** Information supplied follows **

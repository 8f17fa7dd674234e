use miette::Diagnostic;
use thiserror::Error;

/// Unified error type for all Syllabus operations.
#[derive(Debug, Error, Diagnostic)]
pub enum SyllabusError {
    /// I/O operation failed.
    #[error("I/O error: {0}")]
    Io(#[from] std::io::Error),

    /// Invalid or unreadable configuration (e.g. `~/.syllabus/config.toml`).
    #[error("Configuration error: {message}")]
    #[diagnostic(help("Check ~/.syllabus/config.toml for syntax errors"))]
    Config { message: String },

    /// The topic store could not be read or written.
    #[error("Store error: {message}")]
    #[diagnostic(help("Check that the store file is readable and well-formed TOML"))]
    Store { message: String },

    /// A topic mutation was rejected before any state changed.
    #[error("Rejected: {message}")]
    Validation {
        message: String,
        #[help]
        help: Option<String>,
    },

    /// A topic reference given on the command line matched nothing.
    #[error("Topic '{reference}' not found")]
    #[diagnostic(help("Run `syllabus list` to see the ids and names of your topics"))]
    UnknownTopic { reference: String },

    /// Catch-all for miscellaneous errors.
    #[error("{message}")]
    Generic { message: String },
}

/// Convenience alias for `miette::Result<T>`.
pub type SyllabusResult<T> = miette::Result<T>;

** End of Information supplied **
** Information supplied follows **

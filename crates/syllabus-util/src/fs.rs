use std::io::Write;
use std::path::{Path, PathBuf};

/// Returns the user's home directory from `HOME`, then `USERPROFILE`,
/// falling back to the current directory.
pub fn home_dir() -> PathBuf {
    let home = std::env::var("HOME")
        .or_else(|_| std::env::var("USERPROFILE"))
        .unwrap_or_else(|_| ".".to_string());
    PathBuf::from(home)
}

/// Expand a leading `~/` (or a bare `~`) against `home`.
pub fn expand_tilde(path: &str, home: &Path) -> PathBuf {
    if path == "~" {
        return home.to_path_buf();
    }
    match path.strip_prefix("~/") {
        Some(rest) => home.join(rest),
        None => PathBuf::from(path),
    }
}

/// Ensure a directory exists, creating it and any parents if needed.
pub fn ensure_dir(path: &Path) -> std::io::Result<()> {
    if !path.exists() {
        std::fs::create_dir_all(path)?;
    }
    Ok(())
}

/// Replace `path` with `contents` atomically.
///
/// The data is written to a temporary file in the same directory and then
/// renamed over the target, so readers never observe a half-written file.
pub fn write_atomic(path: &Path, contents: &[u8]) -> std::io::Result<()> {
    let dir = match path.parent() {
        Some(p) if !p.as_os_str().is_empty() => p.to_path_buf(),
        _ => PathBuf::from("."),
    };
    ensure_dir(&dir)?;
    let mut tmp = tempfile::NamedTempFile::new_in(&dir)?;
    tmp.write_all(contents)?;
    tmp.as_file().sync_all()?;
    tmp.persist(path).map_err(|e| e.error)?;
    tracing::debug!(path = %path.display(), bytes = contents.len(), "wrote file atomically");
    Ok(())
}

** End of Information supplied **
** Information supplied follows **

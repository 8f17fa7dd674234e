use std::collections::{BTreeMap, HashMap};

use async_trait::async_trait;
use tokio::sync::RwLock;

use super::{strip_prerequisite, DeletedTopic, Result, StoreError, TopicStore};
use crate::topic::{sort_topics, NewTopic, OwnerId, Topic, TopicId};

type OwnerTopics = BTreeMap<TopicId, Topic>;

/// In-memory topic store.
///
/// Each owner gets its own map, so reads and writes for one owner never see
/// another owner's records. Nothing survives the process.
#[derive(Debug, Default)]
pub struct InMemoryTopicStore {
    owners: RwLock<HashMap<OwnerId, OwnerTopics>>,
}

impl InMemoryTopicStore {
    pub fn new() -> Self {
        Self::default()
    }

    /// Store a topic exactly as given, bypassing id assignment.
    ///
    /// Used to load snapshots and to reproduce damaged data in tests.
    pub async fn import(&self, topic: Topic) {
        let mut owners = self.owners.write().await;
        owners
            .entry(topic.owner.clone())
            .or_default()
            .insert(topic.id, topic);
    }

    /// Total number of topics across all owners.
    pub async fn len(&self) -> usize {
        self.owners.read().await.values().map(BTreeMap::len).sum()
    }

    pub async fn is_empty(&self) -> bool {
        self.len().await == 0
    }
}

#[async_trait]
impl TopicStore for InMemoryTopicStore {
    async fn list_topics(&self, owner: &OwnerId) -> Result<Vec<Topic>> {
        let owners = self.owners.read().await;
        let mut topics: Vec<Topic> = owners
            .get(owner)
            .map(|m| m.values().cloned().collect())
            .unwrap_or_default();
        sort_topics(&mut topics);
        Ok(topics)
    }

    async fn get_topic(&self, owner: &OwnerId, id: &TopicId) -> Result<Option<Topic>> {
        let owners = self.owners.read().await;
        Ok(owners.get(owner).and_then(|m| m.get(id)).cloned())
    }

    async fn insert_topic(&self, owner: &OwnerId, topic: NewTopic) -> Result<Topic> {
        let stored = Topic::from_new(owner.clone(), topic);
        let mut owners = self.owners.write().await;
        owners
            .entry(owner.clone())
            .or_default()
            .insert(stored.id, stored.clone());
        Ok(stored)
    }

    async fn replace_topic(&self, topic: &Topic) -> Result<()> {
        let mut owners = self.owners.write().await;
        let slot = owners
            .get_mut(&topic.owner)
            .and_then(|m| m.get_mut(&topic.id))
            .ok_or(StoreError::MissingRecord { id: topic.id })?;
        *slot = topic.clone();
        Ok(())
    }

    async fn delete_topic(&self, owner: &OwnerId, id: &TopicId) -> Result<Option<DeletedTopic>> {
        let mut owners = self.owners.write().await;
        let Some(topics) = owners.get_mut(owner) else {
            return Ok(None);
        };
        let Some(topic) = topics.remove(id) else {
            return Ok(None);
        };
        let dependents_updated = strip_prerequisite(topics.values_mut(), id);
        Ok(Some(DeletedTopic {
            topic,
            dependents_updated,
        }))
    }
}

** End of Information supplied **

Each line of the entries that contains the word "NewTopic" should be listed.

use crate::topic::{sort_topics, NewTopic, OwnerId, Topic, TopicId};
    async fn insert_topic(&self, owner: &OwnerId, topic: NewTopic) -> Result<Topic> {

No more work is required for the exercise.